START Data to process

//! Survival calculus: how a class expects to survive.
//!
//! ```text
//! p_acquiescence = sigmoid(steepness * (wealth - subsistence_threshold))
//! p_revolution   = organization / (1 + repression_faced)
//! ```
//!
//! Both probabilities feed the client-state subsidy trigger and the
//! struggle system on the following phases.

use hegemon_graph::WorkingGraph;

use crate::error::SystemError;
use crate::system::{StepContext, System};
use crate::util::{sigmoid, unit};

/// Recomputes survival probabilities for every living class.
#[derive(Debug, Clone, Copy, Default)]
pub struct SurvivalSystem;

impl System for SurvivalSystem {
    fn name(&self) -> &'static str {
        "survival"
    }

    fn step(&self, graph: &mut WorkingGraph, ctx: &mut StepContext<'_>) -> Result<(), SystemError> {
        let steepness = ctx.defines.survival.steepness;
        for id in graph.entity_ids() {
            let entity = graph
                .require_entity_mut(&id)
                .map_err(|e| SystemError::graph(self.name(), e))?;
            if !entity.active {
                continue;
            }
            entity.p_acquiescence =
                sigmoid(steepness * (entity.wealth - entity.subsistence_threshold));
            entity.p_revolution = unit(entity.organization / (1.0 + entity.repression_faced));
        }
        Ok(())
    }
}

#[cfg(test)]
mod tests {
    use super::*;
    use crate::testing::Harness;
    use hegemon_graph::project;
    use hegemon_types::{NodeId, SocialClass, SocialRole, WorldState};

    #[test]
    fn wealth_at_threshold_is_a_coin_flip() {
        let state = WorldState::new().with_entity(
            SocialClass::new("C001", "Workers", SocialRole::PeripheryProletariat)
                .with_wealth(0.3)
                .with_organization(0.6)
                .with_repression(0.5),
        );
        let mut graph = project(&state);
        let mut harness = Harness::new();
        assert!(harness.run(&SurvivalSystem, &mut graph, 0).is_ok());
        let worker = graph.entity(&NodeId::from("C001"));
        assert!(worker.is_some_and(|w| (w.p_acquiescence - 0.5).abs() < 1e-9));
        assert!(worker.is_some_and(|w| (w.p_revolution - 0.4).abs() < 1e-9));
    }

    #[test]
    fn dead_classes_keep_their_last_values() {
        let mut dead = SocialClass::new("C001", "Gone", SocialRole::Lumpenproletariat);
        dead.active = false;
        dead.p_revolution = 0.7;
        let mut graph = project(&WorldState::new().with_entity(dead));
        let mut harness = Harness::new();
        assert!(harness.run(&SurvivalSystem, &mut graph, 0).is_ok());
        let entity = graph.entity(&NodeId::from("C001"));
        assert!(entity.is_some_and(|e| (e.p_revolution - 0.7).abs() < 1e-12));
    }
}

END Data to process

**Aim of the task:** Only lines that hold the string "SystemError" belong in the answer, so copy every one of them from the records.

**Answer for this exercise:**
use crate::error::SystemError;
    fn step(&self, graph: &mut WorkingGraph, ctx: &mut StepContext<'_>) -> Result<(), SystemError> {
                .map_err(|e| SystemError::graph(self.name(), e))?;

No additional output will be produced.